Problem requirements:
The response should consist of the listing, repeated word for word.

Records supplied section start

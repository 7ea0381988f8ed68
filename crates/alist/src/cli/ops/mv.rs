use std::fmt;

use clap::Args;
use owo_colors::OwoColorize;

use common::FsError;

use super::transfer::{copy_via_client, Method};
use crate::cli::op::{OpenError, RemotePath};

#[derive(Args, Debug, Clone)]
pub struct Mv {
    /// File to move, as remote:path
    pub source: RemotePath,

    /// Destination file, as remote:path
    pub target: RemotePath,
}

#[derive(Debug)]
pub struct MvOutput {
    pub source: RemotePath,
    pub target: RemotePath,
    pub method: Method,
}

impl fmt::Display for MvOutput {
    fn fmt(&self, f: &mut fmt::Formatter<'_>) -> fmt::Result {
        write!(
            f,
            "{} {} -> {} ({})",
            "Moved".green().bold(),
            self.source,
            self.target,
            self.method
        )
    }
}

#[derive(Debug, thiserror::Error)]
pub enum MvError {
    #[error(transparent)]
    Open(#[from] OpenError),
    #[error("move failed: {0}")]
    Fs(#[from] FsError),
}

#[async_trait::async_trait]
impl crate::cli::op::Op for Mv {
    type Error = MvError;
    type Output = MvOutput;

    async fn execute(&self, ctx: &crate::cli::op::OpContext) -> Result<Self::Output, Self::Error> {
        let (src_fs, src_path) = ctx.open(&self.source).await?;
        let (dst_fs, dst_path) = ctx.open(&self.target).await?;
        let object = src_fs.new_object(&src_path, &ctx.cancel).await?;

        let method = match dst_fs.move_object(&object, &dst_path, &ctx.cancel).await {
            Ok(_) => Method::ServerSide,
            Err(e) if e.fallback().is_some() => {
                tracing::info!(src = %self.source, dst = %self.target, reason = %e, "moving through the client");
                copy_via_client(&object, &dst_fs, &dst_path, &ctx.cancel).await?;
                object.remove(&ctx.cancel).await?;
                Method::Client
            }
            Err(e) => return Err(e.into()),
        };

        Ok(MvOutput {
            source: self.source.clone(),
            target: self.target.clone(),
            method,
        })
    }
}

Records supplied section end

Response to this exercise:
repository 7ea0381988f8ed68
filename crates/alist/src/cli/ops/mv.rs
use std::fmt;

use clap::Args;
use owo_colors::OwoColorize;

use common::FsError;

use super::transfer::{copy_via_client, Method};
use crate::cli::op::{OpenError, RemotePath};

#[derive(Args, Debug, Clone)]
pub struct Mv {
    /// File to move, as remote:path
    pub source: RemotePath,

    /// Destination file, as remote:path
    pub target: RemotePath,
}

#[derive(Debug)]
pub struct MvOutput {
    pub source: RemotePath,
    pub target: RemotePath,
    pub method: Method,
}

impl fmt::Display for MvOutput {
    fn fmt(&self, f: &mut fmt::Formatter<'_>) -> fmt::Result {
        write!(
            f,
            "{} {} -> {} ({})",
            "Moved".green().bold(),
            self.source,
            self.target,
            self.method
        )
    }
}

#[derive(Debug, thiserror::Error)]
pub enum MvError {
    #[error(transparent)]
    Open(#[from] OpenError),
    #[error("move failed: {0}")]
    Fs(#[from] FsError),
}

#[async_trait::async_trait]
impl crate::cli::op::Op for Mv {
    type Error = MvError;
    type Output = MvOutput;

    async fn execute(&self, ctx: &crate::cli::op::OpContext) -> Result<Self::Output, Self::Error> {
        let (src_fs, src_path) = ctx.open(&self.source).await?;
        let (dst_fs, dst_path) = ctx.open(&self.target).await?;
        let object = src_fs.new_object(&src_path, &ctx.cancel).await?;

        let method = match dst_fs.move_object(&object, &dst_path, &ctx.cancel).await {
            Ok(_) => Method::ServerSide,
            Err(e) if e.fallback().is_some() => {
                tracing::info!(src = %self.source, dst = %self.target, reason = %e, "moving through the client");
                copy_via_client(&object, &dst_fs, &dst_path, &ctx.cancel).await?;
                object.remove(&ctx.cancel).await?;
                Method::Client
            }
            Err(e) => return Err(e.into()),
        };

        Ok(MvOutput {
            source: self.source.clone(),
            target: self.target.clone(),
            method,
        })
    }
}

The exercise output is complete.